Dual Merger Scheme Details
The company's board meeting held on December 22 approved two distinct amalgamation schemes under Sections 230 to 232 of the Companies Act, 2013:
| Parameter: | ACC Merger | Orient Cement Merger |
|---|---|---|
| Share Exchange Ratio: | 328:100 (Ambuja:ACC) | 33:100 (Ambuja:Orient) |
| ACC Share Face Value: | ₹10.00 each | - |
| Orient Share Face Value: | - | ₹1.00 each |
| Ambuja Share Face Value: | ₹2.00 each | ₹2.00 each |
| Appointed Date: | January 1, 2026 | May 1, 2025 |
| Regulatory Approval: | Subject to NCLT and statutory approvals | Subject to NCLT and statutory approvals |
Strategic Vision and Leadership Perspective
Karan Adani, Non-Executive Director of Ambuja Cements Limited, emphasized the transformational nature of this consolidation: "This consolidation represents a transformational step in building a globally competitive, integrated cement and building materials organisation. By bringing Ambuja Cements, ACC, and Orient Cement under a single corporate structure, we are strengthening our ability to drive operational excellence, accelerate growth, and deliver sustainable long-term value."

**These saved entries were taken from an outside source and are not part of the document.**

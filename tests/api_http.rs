// tests/api_http.rs
//
// HTTP-level tests for the public API Router without opening sockets.
// The router is driven directly via tower::ServiceExt::oneshot.
//
// Covered:
// - GET /health
// - GET /api/{kind} (page JSON, search, category, unknown kind)
// - GET /api/{kind}/categories
// - GET /api/{kind}/{source}/{id}
// - GET /api/home
// - POST /admin/refresh

mod support;

use std::sync::Arc;

use axum::{
    body::{self, Body},
    http::{Request, StatusCode},
    Router,
};
use serde_json::Value as Json;
use tower::ServiceExt as _; // for `oneshot`

use press_content::content::sources::memory::{FailingStore, MemoryDocumentStore, MemoryTableStore};
use press_content::content::{Aggregator, Catalog, SeedData};
use press_content::{router, AppState};
use support::{published_article, published_row, rec};

const BODY_LIMIT: usize = 1024 * 1024;

fn catalog() -> Arc<Catalog> {
    let docs = MemoryDocumentStore::new()
        .with_collection(
            "articles",
            vec![
                published_article("alpha", "Alpha", "2023-01-01"),
                published_article("gamma", "Gamma", "2023-03-01"),
            ],
        )
        .with_collection(
            "news",
            vec![rec(serde_json::json!({
                "id": "n1",
                "title": "Court opens",
                "type": "news",
                "date": "2023-05-01",
                "status": "Published",
            }))],
        );
    let tables = MemoryTableStore::new().with_table("articles", vec![published_row(7, "Beta", "2023-06-01")]);
    let agg = Aggregator::new(SeedData::empty())
        .with_document_store(Arc::new(docs))
        .with_table_store(Arc::new(tables));
    Arc::new(Catalog::new(Arc::new(agg), 2))
}

fn test_router() -> Router {
    router(AppState::new(catalog()))
}

async fn get(app: Router, uri: &str) -> (StatusCode, Vec<u8>) {
    let req = Request::builder()
        .method("GET")
        .uri(uri)
        .body(Body::empty())
        .expect("build GET");
    let resp = app.oneshot(req).await.expect("oneshot");
    let status = resp.status();
    let bytes = body::to_bytes(resp.into_body(), BODY_LIMIT)
        .await
        .expect("read body")
        .to_vec();
    (status, bytes)
}

async fn get_json(app: Router, uri: &str) -> Json {
    let (status, bytes) = get(app, uri).await;
    assert_eq!(status, StatusCode::OK, "{uri} should be 200");
    serde_json::from_slice(&bytes).expect("json body")
}

#[tokio::test]
async fn api_health_returns_200_and_ok_body() {
    let (status, bytes) = get(test_router(), "/health").await;
    assert_eq!(status, StatusCode::OK);
    assert_eq!(String::from_utf8(bytes).expect("utf8").trim(), "ok");
}

#[tokio::test]
async fn api_articles_first_page_is_newest_first() {
    let v = get_json(test_router(), "/api/articles").await;

    assert_eq!(v["totalItems"], 3);
    assert_eq!(v["totalPages"], 2);
    assert_eq!(v["page"], 1);
    assert_eq!(v["loading"], false);
    assert!(v["notice"].is_null());

    let titles: Vec<&str> = v["items"]
        .as_array()
        .expect("items array")
        .iter()
        .filter_map(|it| it["title"].as_str())
        .collect();
    assert_eq!(titles, vec!["Beta", "Gamma"]);
}

#[tokio::test]
async fn api_articles_second_page_and_search() {
    let v = get_json(test_router(), "/api/articles?page=2").await;
    assert_eq!(v["items"].as_array().map(Vec::len), Some(1));
    assert_eq!(v["items"][0]["title"], "Alpha");

    let v = get_json(test_router(), "/api/articles?q=GAM").await;
    assert_eq!(v["totalItems"], 1);
    assert_eq!(v["items"][0]["title"], "Gamma");
}

#[tokio::test]
async fn api_category_filter_uses_exact_match() {
    let v = get_json(test_router(), "/api/articles?category=Uncategorized").await;
    assert_eq!(v["totalItems"], 3);

    let v = get_json(test_router(), "/api/articles?category=uncategorized").await;
    assert_eq!(v["totalItems"], 0);

    let v = get_json(test_router(), "/api/news?type=All%20Types").await;
    assert_eq!(v["totalItems"], 1);
}

#[tokio::test]
async fn api_unknown_kind_is_404() {
    let (status, _) = get(test_router(), "/api/podcasts").await;
    assert_eq!(status, StatusCode::NOT_FOUND);
}

#[tokio::test]
async fn api_item_lookup_is_scoped_by_source() {
    let v = get_json(test_router(), "/api/articles/relational_store/7").await;
    assert_eq!(v["title"], "Beta");

    let (status, _) = get(test_router(), "/api/articles/document_store/7").await;
    assert_eq!(status, StatusCode::NOT_FOUND);

    let (status, _) = get(test_router(), "/api/articles/elsewhere/7").await;
    assert_eq!(status, StatusCode::NOT_FOUND);
}

#[tokio::test]
async fn api_categories_lists_published_facets() {
    let v = get_json(test_router(), "/api/news/categories").await;
    assert_eq!(v, serde_json::json!(["news"]));
}

#[tokio::test]
async fn api_home_returns_latest_articles_and_news() {
    let v = get_json(test_router(), "/api/home").await;
    assert_eq!(v["articles"].as_array().map(Vec::len), Some(3));
    assert_eq!(v["articles"][0]["title"], "Beta");
    assert_eq!(v["news"][0]["title"], "Court opens");
}

#[tokio::test]
async fn api_admin_refresh_reports_partial_failure() {
    let agg = Aggregator::new(SeedData::empty()).with_document_store(Arc::new(FailingStore::new("offline")));
    let app = router(AppState::new(Arc::new(Catalog::new(Arc::new(agg), 6))));

    let req = Request::builder()
        .method("POST")
        .uri("/admin/refresh")
        .body(Body::empty())
        .expect("build POST /admin/refresh");
    let resp = app.clone().oneshot(req).await.expect("oneshot /admin/refresh");
    assert_eq!(resp.status(), StatusCode::OK);

    let bytes = body::to_bytes(resp.into_body(), BODY_LIMIT).await.expect("read body");
    let v: Json = serde_json::from_slice(&bytes).expect("json body");
    assert_eq!(v["articles"]["applied"], true);
    assert_eq!(v["articles"]["items"], 0);
    assert_eq!(v["articles"]["failures"].as_array().map(Vec::len), Some(1));

    let page = get_json(app, "/api/articles").await;
    assert_eq!(page["notice"], "Failed to load additional items");
}
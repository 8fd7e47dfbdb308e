// src/config/content.rs
use anyhow::{anyhow, Context, Result};
use serde::{Deserialize, Serialize};
use std::{env, fs, path::Path, path::PathBuf};

use crate::content::paginate::DEFAULT_PAGE_SIZE;

pub const ENV_CONFIG_PATH: &str = "CONTENT_CONFIG_PATH";
pub const DEFAULT_CONFIG_PATH: &str = "config/content.toml";
pub const ENV_FIRESTORE_API_KEY: &str = "FIRESTORE_API_KEY";
pub const ENV_SUPABASE_ANON_KEY: &str = "SUPABASE_ANON_KEY";

fn default_database() -> String {
    "(default)".to_string()
}
fn default_page_size() -> usize {
    DEFAULT_PAGE_SIZE
}
fn default_articles() -> String {
    "articles".to_string()
}
fn default_news() -> String {
    "news".to_string()
}
fn default_gallery() -> String {
    "gallery".to_string()
}
fn default_resources() -> String {
    "resources".to_string()
}
fn default_table_order() -> Option<String> {
    Some("published_date".to_string())
}

#[derive(Debug, Clone, Serialize, Deserialize)]
pub struct DocumentStoreConfig {
    /// Empty disables the document store.
    #[serde(default)]
    pub project_id: String,
    #[serde(default = "default_database")]
    pub database: String,
    /// "ENV" means: read from FIRESTORE_API_KEY
    #[serde(default)]
    pub api_key: String,
    /// Emulator/proxy override for the REST endpoint.
    #[serde(default)]
    pub base_url: Option<String>,
}

impl Default for DocumentStoreConfig {
    fn default() -> Self {
        Self {
            project_id: String::new(),
            database: default_database(),
            api_key: String::new(),
            base_url: None,
        }
    }
}

#[derive(Debug, Clone, Serialize, Deserialize)]
pub struct RelationalStoreConfig {
    /// Empty disables the relational store.
    #[serde(default)]
    pub url: String,
    /// "ENV" means: read from SUPABASE_ANON_KEY
    #[serde(default)]
    pub anon_key: String,
    /// Column the articles table is ordered by (descending) server-side.
    #[serde(default = "default_table_order")]
    pub order_by: Option<String>,
}

impl Default for RelationalStoreConfig {
    fn default() -> Self {
        Self {
            url: String::new(),
            anon_key: String::new(),
            order_by: default_table_order(),
        }
    }
}

#[derive(Debug, Clone, PartialEq, Eq, Serialize, Deserialize)]
pub struct CollectionsConfig {
    #[serde(default = "default_articles")]
    pub articles: String,
    #[serde(default = "default_news")]
    pub news: String,
    #[serde(default = "default_gallery")]
    pub gallery: String,
    #[serde(default = "default_resources")]
    pub resources: String,
    #[serde(default = "default_articles")]
    pub articles_table: String,
}

impl Default for CollectionsConfig {
    fn default() -> Self {
        Self {
            articles: default_articles(),
            news: default_news(),
            gallery: default_gallery(),
            resources: default_resources(),
            articles_table: default_articles(),
        }
    }
}

#[derive(Debug, Clone, Serialize, Deserialize)]
pub struct PaginationConfig {
    #[serde(default = "default_page_size")]
    pub page_size: usize,
}

impl Default for PaginationConfig {
    fn default() -> Self {
        Self {
            page_size: default_page_size(),
        }
    }
}

#[derive(Debug, Clone, Default, Serialize, Deserialize)]
pub struct ContentConfig {
    #[serde(default)]
    pub document_store: DocumentStoreConfig,
    #[serde(default)]
    pub relational_store: RelationalStoreConfig,
    #[serde(default)]
    pub collections: CollectionsConfig,
    #[serde(default)]
    pub pagination: PaginationConfig,
}

impl ContentConfig {
    pub fn load_from(path: &Path) -> Result<Self> {
        let data = fs::read_to_string(path)
            .with_context(|| format!("reading content config from {}", path.display()))?;
        let mut cfg: ContentConfig =
            toml::from_str(&data).with_context(|| format!("parsing {}", path.display()))?;
        cfg.sanitize();
        cfg.resolve_secrets()?;
        Ok(cfg)
    }

    /// Load config using env var + fallbacks:
    /// 1) $CONTENT_CONFIG_PATH
    /// 2) config/content.toml
    /// 3) built-in defaults (both remote stores disabled)
    pub fn load_default() -> Result<Self> {
        if let Ok(p) = env::var(ENV_CONFIG_PATH) {
            let pb = PathBuf::from(p);
            if pb.exists() {
                return Self::load_from(&pb);
            }
            return Err(anyhow!("{ENV_CONFIG_PATH} points to non-existent path"));
        }
        let default_p = PathBuf::from(DEFAULT_CONFIG_PATH);
        if default_p.exists() {
            return Self::load_from(&default_p);
        }
        Ok(Self::default())
    }

    /// Secrets of disabled stores are left alone.
    fn resolve_secrets(&mut self) -> Result<()> {
        if self.document_store_enabled() && self.document_store.api_key.trim().eq_ignore_ascii_case("env") {
            self.document_store.api_key = env::var(ENV_FIRESTORE_API_KEY)
                .map_err(|_| anyhow!("Missing {ENV_FIRESTORE_API_KEY} env var"))?;
        }
        if self.relational_store_enabled() && self.relational_store.anon_key.trim().eq_ignore_ascii_case("env") {
            self.relational_store.anon_key = env::var(ENV_SUPABASE_ANON_KEY)
                .map_err(|_| anyhow!("Missing {ENV_SUPABASE_ANON_KEY} env var"))?;
        }
        Ok(())
    }

    fn sanitize(&mut self) {
        if self.pagination.page_size == 0 {
            self.pagination.page_size = DEFAULT_PAGE_SIZE;
        }
        self.document_store.project_id = self.document_store.project_id.trim().to_string();
        self.relational_store.url = self.relational_store.url.trim().to_string();
        if self
            .relational_store
            .order_by
            .as_deref()
            .is_some_and(|c| c.trim().is_empty())
        {
            self.relational_store.order_by = None;
        }
    }

    pub fn document_store_enabled(&self) -> bool {
        !self.document_store.project_id.is_empty()
    }

    pub fn relational_store_enabled(&self) -> bool {
        !self.relational_store.url.is_empty()
    }
}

Operational Synergies and Benefits
The dual amalgamation is designed to deliver comprehensive strategic advantages:
| Benefit Category: | Details |
|---|---|
| Cost Optimization: | Margin improvement of at least ₹100.00 per MT |
| Capacity Expansion: | Target increase from 107 MTPA to 155 MTPA by FY28 |
| Network Rationalization: | Simplified branding and sales promotion spends |
| Corporate Structure: | Elimination of structural duplication and reduced administrative costs |
| Balance Sheet Strength: | Debt-free balance sheet supporting future growth |
Key Operational Improvements
- Manufacturing Excellence: Optimization of manufacturing and logistics networks across the unified platform
- Capital Efficiency: More effective deployment of financial, managerial, and operational resources
- Market Leadership: Enhanced scale combining two of India's most established cement brands
- Decision Agility: Faster, more agile decision-making through simplified corporate structure
Regional Capacity Distribution
The combined entity will operate across multiple regions with significant manufacturing presence:
| Region: | Ambuja (MTPA) | ACC (MTPA) | Orient (MTPA) | Total (MTPA) |
|---|---|---|---|---|
| Central: | 2.50 | 7.10 | - | 9.60 |
| East: | 12.00 | 11.60 | - | 23.50 |
| North: | 10.60 | 8.70 | - | 19.30 |
| South: | 13.00 | 10.10 | 6.50 | 29.40 |
| West: | 19.60 | 2.90 | 2.00 | 24.50 |
| Total Capacity: | 57.60 | 40.40 | 8.50 | 107.00 |
Transaction Timeline and Approvals
The merger schemes will be filed with stock exchanges for obtaining No Objection Letters as required under Regulation 37 of SEBI Listing Regulations. Subject to requisite approvals including shareholders, creditors, SEBI, and NCLT, the transactions are expected to be completed over the next twelve months. No Competition Commission of India (CCI) approval is required as these are intra-group mergers.
Advisory Team
| Role: | Advisors |
|---|---|
| Independent Joint Valuers: | GT Valuation Advisors Pvt. Ltd. & BDO Valuation Advisory LLP |
| Fairness Opinion: | IDBI Capital Markets & Securities Ltd., SBI Capital Markets Ltd. |
| Legal Advisors: | Cyril Amarchand Mangaldas, Singhi & Co. |
Market Position and Future Outlook
The consolidation aligns with Ambuja Cements' strategic plan to significantly expand cement production capacity while maintaining its position as the 9th largest building materials solutions company globally. The unified entity will continue operating the established Adani Ambuja Cements and Adani ACC brands in their respective markets, ensuring continuity for stakeholders while benefiting from enhanced operational scale and financial strength. Post-merger, the promoter and promoter group holding in Ambuja will be 60.94% from 67.65% following approval of all ongoing and proposed merger schemes.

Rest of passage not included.